Task details
Every line below should be copied out exactly.

(Extracted data entries)
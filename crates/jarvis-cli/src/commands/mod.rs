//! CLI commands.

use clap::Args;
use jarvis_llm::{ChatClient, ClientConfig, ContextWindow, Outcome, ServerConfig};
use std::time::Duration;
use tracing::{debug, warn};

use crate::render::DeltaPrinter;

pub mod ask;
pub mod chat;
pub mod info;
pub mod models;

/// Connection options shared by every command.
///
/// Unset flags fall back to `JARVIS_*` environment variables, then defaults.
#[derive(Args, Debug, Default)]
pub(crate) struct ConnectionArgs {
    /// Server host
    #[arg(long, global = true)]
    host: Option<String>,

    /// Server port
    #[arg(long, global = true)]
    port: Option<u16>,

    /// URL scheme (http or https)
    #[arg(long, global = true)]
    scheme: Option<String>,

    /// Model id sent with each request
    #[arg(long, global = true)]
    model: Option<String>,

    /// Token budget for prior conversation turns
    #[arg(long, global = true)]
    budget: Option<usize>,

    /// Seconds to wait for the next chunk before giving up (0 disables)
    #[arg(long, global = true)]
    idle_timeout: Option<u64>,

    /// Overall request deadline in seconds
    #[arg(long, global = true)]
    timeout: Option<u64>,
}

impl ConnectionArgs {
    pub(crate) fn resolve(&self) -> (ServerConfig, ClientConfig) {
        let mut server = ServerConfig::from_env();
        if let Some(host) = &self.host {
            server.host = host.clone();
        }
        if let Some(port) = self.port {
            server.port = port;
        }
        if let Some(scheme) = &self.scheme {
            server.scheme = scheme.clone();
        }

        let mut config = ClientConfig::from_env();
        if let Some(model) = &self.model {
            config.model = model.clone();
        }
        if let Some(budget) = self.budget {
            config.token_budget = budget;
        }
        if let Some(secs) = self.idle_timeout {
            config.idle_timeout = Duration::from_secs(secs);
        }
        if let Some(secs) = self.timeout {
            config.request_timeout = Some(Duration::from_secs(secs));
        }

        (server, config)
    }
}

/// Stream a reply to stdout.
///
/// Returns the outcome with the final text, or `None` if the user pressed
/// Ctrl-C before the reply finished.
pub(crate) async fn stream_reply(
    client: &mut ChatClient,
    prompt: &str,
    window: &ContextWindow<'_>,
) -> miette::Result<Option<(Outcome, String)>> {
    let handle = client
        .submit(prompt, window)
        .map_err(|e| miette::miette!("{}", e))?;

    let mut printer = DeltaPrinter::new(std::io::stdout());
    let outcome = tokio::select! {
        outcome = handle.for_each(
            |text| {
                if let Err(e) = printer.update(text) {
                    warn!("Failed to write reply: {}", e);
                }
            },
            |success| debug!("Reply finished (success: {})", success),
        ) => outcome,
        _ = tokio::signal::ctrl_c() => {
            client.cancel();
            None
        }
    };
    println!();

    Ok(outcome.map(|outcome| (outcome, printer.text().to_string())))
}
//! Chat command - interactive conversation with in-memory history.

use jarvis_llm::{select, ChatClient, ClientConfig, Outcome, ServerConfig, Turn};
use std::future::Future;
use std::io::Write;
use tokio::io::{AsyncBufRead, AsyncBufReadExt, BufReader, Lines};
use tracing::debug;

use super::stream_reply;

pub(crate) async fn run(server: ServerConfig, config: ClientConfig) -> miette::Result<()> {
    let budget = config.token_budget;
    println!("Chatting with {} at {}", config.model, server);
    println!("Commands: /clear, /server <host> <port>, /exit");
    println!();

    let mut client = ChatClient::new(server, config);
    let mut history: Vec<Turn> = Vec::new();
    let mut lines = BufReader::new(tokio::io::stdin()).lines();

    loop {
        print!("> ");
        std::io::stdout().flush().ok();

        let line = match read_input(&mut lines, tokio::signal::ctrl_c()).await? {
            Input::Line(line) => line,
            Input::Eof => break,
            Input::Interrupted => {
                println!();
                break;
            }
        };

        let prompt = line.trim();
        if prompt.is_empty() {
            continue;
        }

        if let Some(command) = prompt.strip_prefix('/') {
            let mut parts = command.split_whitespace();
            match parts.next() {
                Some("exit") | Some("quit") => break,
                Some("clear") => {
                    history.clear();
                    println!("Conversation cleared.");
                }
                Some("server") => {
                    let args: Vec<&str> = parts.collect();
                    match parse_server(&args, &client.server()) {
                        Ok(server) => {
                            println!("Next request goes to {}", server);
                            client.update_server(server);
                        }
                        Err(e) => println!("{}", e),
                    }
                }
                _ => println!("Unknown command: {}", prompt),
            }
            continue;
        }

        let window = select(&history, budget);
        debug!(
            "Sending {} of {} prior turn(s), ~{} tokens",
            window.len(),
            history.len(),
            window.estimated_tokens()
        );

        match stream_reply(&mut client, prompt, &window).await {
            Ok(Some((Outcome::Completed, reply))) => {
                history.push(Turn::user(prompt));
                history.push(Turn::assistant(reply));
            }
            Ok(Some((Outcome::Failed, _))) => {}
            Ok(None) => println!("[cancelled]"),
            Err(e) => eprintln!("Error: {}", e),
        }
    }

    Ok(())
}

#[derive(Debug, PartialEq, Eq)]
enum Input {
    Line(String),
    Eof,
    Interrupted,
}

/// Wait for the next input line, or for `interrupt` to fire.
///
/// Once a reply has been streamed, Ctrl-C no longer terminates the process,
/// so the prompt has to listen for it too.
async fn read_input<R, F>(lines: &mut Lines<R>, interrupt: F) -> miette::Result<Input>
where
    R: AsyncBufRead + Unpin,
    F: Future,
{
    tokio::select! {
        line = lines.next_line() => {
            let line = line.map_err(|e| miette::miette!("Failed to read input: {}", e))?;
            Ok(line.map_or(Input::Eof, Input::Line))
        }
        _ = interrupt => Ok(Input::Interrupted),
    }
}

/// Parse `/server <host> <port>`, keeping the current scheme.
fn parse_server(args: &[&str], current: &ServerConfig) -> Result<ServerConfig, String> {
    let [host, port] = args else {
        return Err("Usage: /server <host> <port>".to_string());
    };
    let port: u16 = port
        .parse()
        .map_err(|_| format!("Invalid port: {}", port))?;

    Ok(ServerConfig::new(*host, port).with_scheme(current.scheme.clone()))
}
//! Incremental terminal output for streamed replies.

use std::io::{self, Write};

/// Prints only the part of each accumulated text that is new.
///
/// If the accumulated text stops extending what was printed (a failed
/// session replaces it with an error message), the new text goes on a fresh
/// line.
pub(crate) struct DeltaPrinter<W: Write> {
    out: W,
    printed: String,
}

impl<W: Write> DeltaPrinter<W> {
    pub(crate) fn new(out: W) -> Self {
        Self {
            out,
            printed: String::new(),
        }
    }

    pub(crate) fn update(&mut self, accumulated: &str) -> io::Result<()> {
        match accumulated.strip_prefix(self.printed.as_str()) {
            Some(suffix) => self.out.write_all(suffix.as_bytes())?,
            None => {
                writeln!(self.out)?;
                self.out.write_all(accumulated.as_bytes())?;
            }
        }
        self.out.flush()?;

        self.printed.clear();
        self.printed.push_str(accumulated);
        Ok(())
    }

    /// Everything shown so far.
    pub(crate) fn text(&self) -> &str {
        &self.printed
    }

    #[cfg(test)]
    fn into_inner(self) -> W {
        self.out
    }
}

Finished exercise
filename crates/jarvis-cli/src/commands/mod.rs
//! CLI commands.

use clap::Args;
use jarvis_llm::{ChatClient, ClientConfig, ContextWindow, Outcome, ServerConfig};
use std::time::Duration;
use tracing::{debug, warn};

use crate::render::DeltaPrinter;

pub mod ask;
pub mod chat;
pub mod info;
pub mod models;

/// Connection options shared by every command.
///
/// Unset flags fall back to `JARVIS_*` environment variables, then defaults.
#[derive(Args, Debug, Default)]
pub(crate) struct ConnectionArgs {
    /// Server host
    #[arg(long, global = true)]
    host: Option<String>,

    /// Server port
    #[arg(long, global = true)]
    port: Option<u16>,

    /// URL scheme (http or https)
    #[arg(long, global = true)]
    scheme: Option<String>,

    /// Model id sent with each request
    #[arg(long, global = true)]
    model: Option<String>,

    /// Token budget for prior conversation turns
    #[arg(long, global = true)]
    budget: Option<usize>,

    /// Seconds to wait for the next chunk before giving up (0 disables)
    #[arg(long, global = true)]
    idle_timeout: Option<u64>,

    /// Overall request deadline in seconds
    #[arg(long, global = true)]
    timeout: Option<u64>,
}

impl ConnectionArgs {
    pub(crate) fn resolve(&self) -> (ServerConfig, ClientConfig) {
        let mut server = ServerConfig::from_env();
        if let Some(host) = &self.host {
            server.host = host.clone();
        }
        if let Some(port) = self.port {
            server.port = port;
        }
        if let Some(scheme) = &self.scheme {
            server.scheme = scheme.clone();
        }

        let mut config = ClientConfig::from_env();
        if let Some(model) = &self.model {
            config.model = model.clone();
        }
        if let Some(budget) = self.budget {
            config.token_budget = budget;
        }
        if let Some(secs) = self.idle_timeout {
            config.idle_timeout = Duration::from_secs(secs);
        }
        if let Some(secs) = self.timeout {
            config.request_timeout = Some(Duration::from_secs(secs));
        }

        (server, config)
    }
}

/// Stream a reply to stdout.
///
/// Returns the outcome with the final text, or `None` if the user pressed
/// Ctrl-C before the reply finished.
pub(crate) async fn stream_reply(
    client: &mut ChatClient,
    prompt: &str,
    window: &ContextWindow<'_>,
) -> miette::Result<Option<(Outcome, String)>> {
    let handle = client
        .submit(prompt, window)
        .map_err(|e| miette::miette!("{}", e))?;

    let mut printer = DeltaPrinter::new(std::io::stdout());
    let outcome = tokio::select! {
        outcome = handle.for_each(
            |text| {
                if let Err(e) = printer.update(text) {
                    warn!("Failed to write reply: {}", e);
                }
            },
            |success| debug!("Reply finished (success: {})", success),
        ) => outcome,
        _ = tokio::signal::ctrl_c() => {
            client.cancel();
            None
        }
    };
    println!();

    Ok(outcome.map(|outcome| (outcome, printer.text().to_string())))
}
//! Chat command - interactive conversation with in-memory history.

use jarvis_llm::{select, ChatClient, ClientConfig, Outcome, ServerConfig, Turn};
use std::future::Future;
use std::io::Write;
use tokio::io::{AsyncBufRead, AsyncBufReadExt, BufReader, Lines};
use tracing::debug;

use super::stream_reply;

pub(crate) async fn run(server: ServerConfig, config: ClientConfig) -> miette::Result<()> {
    let budget = config.token_budget;
    println!("Chatting with {} at {}", config.model, server);
    println!("Commands: /clear, /server <host> <port>, /exit");
    println!();

    let mut client = ChatClient::new(server, config);
    let mut history: Vec<Turn> = Vec::new();
    let mut lines = BufReader::new(tokio::io::stdin()).lines();

    loop {
        print!("> ");
        std::io::stdout().flush().ok();

        let line = match read_input(&mut lines, tokio::signal::ctrl_c()).await? {
            Input::Line(line) => line,
            Input::Eof => break,
            Input::Interrupted => {
                println!();
                break;
            }
        };

        let prompt = line.trim();
        if prompt.is_empty() {
            continue;
        }

        if let Some(command) = prompt.strip_prefix('/') {
            let mut parts = command.split_whitespace();
            match parts.next() {
                Some("exit") | Some("quit") => break,
                Some("clear") => {
                    history.clear();
                    println!("Conversation cleared.");
                }
                Some("server") => {
                    let args: Vec<&str> = parts.collect();
                    match parse_server(&args, &client.server()) {
                        Ok(server) => {
                            println!("Next request goes to {}", server);
                            client.update_server(server);
                        }
                        Err(e) => println!("{}", e),
                    }
                }
                _ => println!("Unknown command: {}", prompt),
            }
            continue;
        }

        let window = select(&history, budget);
        debug!(
            "Sending {} of {} prior turn(s), ~{} tokens",
            window.len(),
            history.len(),
            window.estimated_tokens()
        );

        match stream_reply(&mut client, prompt, &window).await {
            Ok(Some((Outcome::Completed, reply))) => {
                history.push(Turn::user(prompt));
                history.push(Turn::assistant(reply));
            }
            Ok(Some((Outcome::Failed, _))) => {}
            Ok(None) => println!("[cancelled]"),
            Err(e) => eprintln!("Error: {}", e),
        }
    }

    Ok(())
}

#[derive(Debug, PartialEq, Eq)]
enum Input {
    Line(String),
    Eof,
    Interrupted,
}

/// Wait for the next input line, or for `interrupt` to fire.
///
/// Once a reply has been streamed, Ctrl-C no longer terminates the process,
/// so the prompt has to listen for it too.
async fn read_input<R, F>(lines: &mut Lines<R>, interrupt: F) -> miette::Result<Input>
where
    R: AsyncBufRead + Unpin,
    F: Future,
{
    tokio::select! {
        line = lines.next_line() => {
            let line = line.map_err(|e| miette::miette!("Failed to read input: {}", e))?;
            Ok(line.map_or(Input::Eof, Input::Line))
        }
        _ = interrupt => Ok(Input::Interrupted),
    }
}

/// Parse `/server <host> <port>`, keeping the current scheme.
fn parse_server(args: &[&str], current: &ServerConfig) -> Result<ServerConfig, String> {
    let [host, port] = args else {
        return Err("Usage: /server <host> <port>".to_string());
    };
    let port: u16 = port
        .parse()
        .map_err(|_| format!("Invalid port: {}", port))?;

    Ok(ServerConfig::new(*host, port).with_scheme(current.scheme.clone()))
}
//! Incremental terminal output for streamed replies.

use std::io::{self, Write};

/// Prints only the part of each accumulated text that is new.
///
/// If the accumulated text stops extending what was printed (a failed
/// session replaces it with an error message), the new text goes on a fresh
/// line.
pub(crate) struct DeltaPrinter<W: Write> {
    out: W,
    printed: String,
}

impl<W: Write> DeltaPrinter<W> {
    pub(crate) fn new(out: W) -> Self {
        Self {
            out,
            printed: String::new(),
        }
    }

    pub(crate) fn update(&mut self, accumulated: &str) -> io::Result<()> {
        match accumulated.strip_prefix(self.printed.as_str()) {
            Some(suffix) => self.out.write_all(suffix.as_bytes())?,
            None => {
                writeln!(self.out)?;
                self.out.write_all(accumulated.as_bytes())?;
            }
        }
        self.out.flush()?;

        self.printed.clear();
        self.printed.push_str(accumulated);
        Ok(())
    }

    /// Everything shown so far.
    pub(crate) fn text(&self) -> &str {
        &self.printed
    }

    #[cfg(test)]
    fn into_inner(self) -> W {
        self.out
    }
}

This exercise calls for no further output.